Managing the next ‘gold rush’ as miners eye the vast seafloor

By Sharon Burke

Sun, Aug 25, 2019 - Page 7

The International Seabed Authority (ISA) sits perched above the concrete boardwalk of Jamaica’s Kingston Harbor, across the bay from the spot where “Calico Jack” Rackham was once gibbeted as a warning to other 18th-century pirates. Today, this small UN agency rules the high seas — or, more precisely, the seafloor about 4.8km below — and yet it is largely unknown to the general public.

However, if China decides to retaliate against US import tariffs by restricting its exports of rare earth elements, that could change fast. Seventy-one percent of the Earth’s surface is underwater and the seafloor (or seabed) is rich in rare earth elements and other sought-after minerals — especially in deep international waters. The ISA manages the mineral rights of more than 50 percent of the world’s deep ocean floor and its 168 member states have the right to vie for access to the resources there.

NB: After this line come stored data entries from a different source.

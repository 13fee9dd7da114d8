//! Reading probe values back out of a compiled object.

use std::collections::HashSet;

use goblin::elf::section_header::SHN_UNDEF;

use crate::error::ExtractError;
use crate::registry::ExtractedEntry;
use crate::universe::SymbolUniverse;

/// Name of the ELF section holding the symbol table.
pub const SYMTAB_SECTION: &str = ".symtab";

/// Name of the initialized data section of a GCC produced object.
pub const DEFAULT_DATA_SECTION: &str = ".data";

/// The initialized data section of a compiled object.
#[derive(Debug, Clone, PartialEq, Eq)]
pub struct DataSection {
    pub name: String,
    /// Index of the section header, as referenced by `st_shndx`.
    pub index: usize,
    /// Virtual address of the first byte of the section.
    pub address: u64,
    pub bytes: Vec<u8>,
}

/// A defined symbol of the compiled object.
#[derive(Debug, Clone, PartialEq, Eq)]
pub struct ObjectSymbol {
    pub name: String,
    /// Index of the section the symbol is defined in.
    pub section: usize,
    pub address: u64,
    pub size: u64,
}

impl ObjectSymbol {
    pub fn new(name: impl Into<String>, section: usize, address: u64, size: u64) -> Self {
        Self {
            name: name.into(),
            section,
            address,
            size,
        }
    }
}

/// The parts of a compiled object the extractor needs.
#[derive(Debug, Clone, PartialEq, Eq)]
pub struct ObjectImage {
    pub data: DataSection,
    pub symbols: Vec<ObjectSymbol>,
}

impl ObjectImage {
    /// Parses an ELF file and collects its data section and symbol table.
    pub fn parse(buffer: &[u8], data_section: &str) -> Result<Self, ExtractError> {
        let elf = goblin::elf::Elf::parse(buffer)?;

        let section_name = |sh: &goblin::elf::SectionHeader| elf.shdr_strtab.get_at(sh.sh_name);

        // The data section has to be resolved first, every symbol address is relative to it.
        let (data_index, data_header) = elf
            .section_headers
            .iter()
            .enumerate()
            .find(|(_, sh)| section_name(*sh) == Some(data_section))
            .ok_or_else(|| ExtractError::MissingSection(data_section.to_owned()))?;

        let has_symtab = elf
            .section_headers
            .iter()
            .any(|sh| section_name(sh) == Some(SYMTAB_SECTION));
        if !has_symtab {
            return Err(ExtractError::MissingSection(SYMTAB_SECTION.to_owned()));
        }

        let range = data_header.file_range().unwrap_or_default();
        let bytes = buffer
            .get(range)
            .ok_or_else(|| ExtractError::TruncatedSection(data_section.to_owned()))?
            .to_vec();

        tracing::debug!(
            "Section {} (#{}) at {:#010x}, {} bytes",
            data_section,
            data_index,
            data_header.sh_addr,
            bytes.len()
        );

        let symbols = elf
            .syms
            .iter()
            .filter(|sym| sym.st_shndx != SHN_UNDEF as usize)
            .filter_map(|sym| {
                let name = elf.strtab.get_at(sym.st_name)?;
                Some(ObjectSymbol::new(
                    name,
                    sym.st_shndx,
                    sym.st_value,
                    sym.st_size,
                ))
            })
            .collect();

        Ok(Self {
            data: DataSection {
                name: data_section.to_owned(),
                index: data_index,
                address: data_header.sh_addr,
                bytes,
            },
            symbols,
        })
    }

    /// Decodes the little endian value stored for `symbol` in the data section.
    ///
    /// Symbols defined in any other section are rejected, their address says nothing
    /// about the data section's contents.
    pub fn read_value(&self, symbol: &ObjectSymbol) -> Result<u64, ExtractError> {
        if symbol.section != self.data.index {
            return Err(ExtractError::SymbolNotInSection {
                symbol: symbol.name.clone(),
                index: symbol.section,
                section: self.data.name.clone(),
            });
        }

        if symbol.size > 8 {
            return Err(ExtractError::UnsupportedSize {
                symbol: symbol.name.clone(),
                size: symbol.size,
            });
        }

        let out_of_bounds = || ExtractError::SymbolOutOfBounds {
            symbol: symbol.name.clone(),
            address: symbol.address,
            size: symbol.size,
            base: self.data.address,
            len: self.data.bytes.len(),
        };

        let start = symbol
            .address
            .checked_sub(self.data.address)
            .and_then(|offset| usize::try_from(offset).ok())
            .ok_or_else(out_of_bounds)?;
        let end = start
            .checked_add(symbol.size as usize)
            .ok_or_else(out_of_bounds)?;
        let bytes = self.data.bytes.get(start..end).ok_or_else(out_of_bounds)?;

        Ok(bytes
            .iter()
            .rev()
            .fold(0u64, |value, &byte| (value << 8) | u64::from(byte)))
    }
}

/// Collects the values of all probes of `universe` and checks the required subset.
///
/// The entries are returned in the order of the universe's candidates.
pub fn extract_universe(
    image: &ObjectImage,
    universe: &SymbolUniverse,
) -> Result<Vec<ExtractedEntry>, ExtractError> {
    let prefix = universe.kind.probe_prefix();
    let mut entries = Vec::new();

    for symbol in &image.symbols {
        let Some(identifier) = symbol.name.strip_prefix(prefix) else {
            continue;
        };

        if !universe.contains(identifier) {
            tracing::warn!(
                "Ignoring probe symbol {} which is not a known {}",
                symbol.name,
                universe.kind.noun()
            );
            continue;
        }

        if symbol.size == 0 {
            tracing::debug!("Skipping zero sized symbol {}", symbol.name);
            continue;
        }

        if entries
            .iter()
            .any(|entry: &ExtractedEntry| entry.identifier == identifier)
        {
            tracing::debug!("Skipping duplicate symbol {}", symbol.name);
            continue;
        }

        let value = image.read_value(symbol)?;
        tracing::debug!("{} = {:#x}", identifier, value);

        entries.push(ExtractedEntry::new(identifier, value));
    }

    entries.sort_by_key(|entry| universe.position(&entry.identifier));

    check_required(universe, &entries)?;

    Ok(entries)
}

fn check_required(
    universe: &SymbolUniverse,
    entries: &[ExtractedEntry],
) -> Result<(), ExtractError> {
    let found = entries
        .iter()
        .map(|entry| entry.identifier.as_str())
        .collect::<HashSet<_>>();

    let missing = universe
        .required
        .iter()
        .filter(|required| !found.contains(required.as_str()))
        .cloned()
        .collect::<Vec<_>>();

    if missing.is_empty() {
        Ok(())
    } else {
        Err(ExtractError::MissingRequired {
            kind: universe.kind,
            names: missing,
        })
    }
}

However, given the risk of catastrophic environmental consequences, all countries could lose out if this contest proceeds without due care.

Undersea minerals tend to be clustered in potato-shaped chunks of rock nestled on abyssal plains, vented in boiling-hot water from fissures in the seafloor, and crusted along the flanks of extinct underwater volcanoes called seamounts. Generally, the concentrations of minerals in these formations are much higher than in ores on dry land.

Yet even with all that wealth, the only active seafloor mining project in the world right now is off the coast of Papua New Guinea and it is stalled because of financial problems. That reflects how difficult and expensive it still is to operate in the dark, freezing and high-pressure deep-sea environment, more than 80 percent of which remains unmapped and unexplored.

Nonetheless, commercial organizations and ocean scientists think that new technologies will make deep-ocean mining all but inevitable within the next decade. A range of innovations, such as better satellite imaging of the ocean floor and robot submersibles, is improving seabed access. Moreover, digital-age technologies and the global clean-energy transition are driving a sharp increase in demand for materials that are abundant in the deep ocean. In addition to rare earth elements, these include cobalt, manganese and tellurium, which are used in a growing number of applications, including batteries, magnetic resonance equipment, solar panels and guidance systems for munitions.

Competition for these increasingly useful materials was heating up even before the recent escalation of US-China trade tensions. China has a comparative advantage in critical minerals, owing to its significant domestic resources and extensive processing facilities. It also has longstanding investments in other major producing countries such as the Democratic Republic of the Congo (DRC), which accounts for about 65 percent of global cobalt production and half of total reserves.

The US, by contrast, must import many high-tech minerals. Accordingly, the US government recently deemed 35 minerals critical to the country’s economic and national security, and announced a new strategy calling for increased domestic mining, among other measures.

In terms of seabed resources, there is no contest between these two geopolitical rivals. China is expected to fare well next year when the ISA issues a new mining code and begins its first-ever permit process for mineral exploitation in international waters.

However, the US will not even be at the table, because it is not a party to the UN Convention on the Law of the Sea and thus is not officially represented at the ISA. A small clique of US senators has long blocked accession to the treaty for obscure ideological reasons, an idiosyncrasy that America might soon decide it can ill afford.

With or without US companies in the mix, economic progress is not a free ride. Recovering and refining the raw materials needed for digital technologies and clean energy inevitably has environmental consequences. All mining — including the noxious process of extracting minerals from rocks — is destructive and it is too soon to tell if deep-ocean mining is more or less destructive than mining on land.

What looks at first like a barren and forbidding wasteland is actually the largest biome on the planet, populated by fantastical creatures such as the anglerfish, vampire squid, and ancient corals that have been around since the Bronze Age. A recent University of Hawaii-led exploration of the Clarion-Clipperton Zone, a vast international underwater territory stretching from Hawaii to Mexico, documented a plethora of deep-seabed flora and fauna, more than half of which were entirely new to science.

Researchers have also recently discovered that microbial organisms in the deep ocean might play an important part in regulating the Earth’s climate. Some of these formations and organisms have taken millions of years to accrue; disturbing them, or even covering them in the sediment that mining would kick up, could permanently destroy them. Little is known about the role these species and deep-ocean microbes play in fisheries, the global climate and other ecosystem processes that support marine and terrestrial life.

The international community should aim to secure the best, least destructive supply of the minerals it needs, whether from the DRC or the deep ocean — or likely both. We should at least identify and understand the tradeoffs before crucial decisions are made, so as to weigh the possible consequences before they become irrevocable.

Clearly, China and the US — if it can be persuaded to step off the sidelines — must play a leading role in this effort.

When the industrial revolution began, no one could have known that climate change would be one of its end results, but in the digital age, the world must be much more environmentally aware when tapping the deep-ocean mineral riches.

Sharon Burke, former US assistant secretary of defense for operational energy, directs the New America’s Resource Security Program.

Copyright: Project Syndicate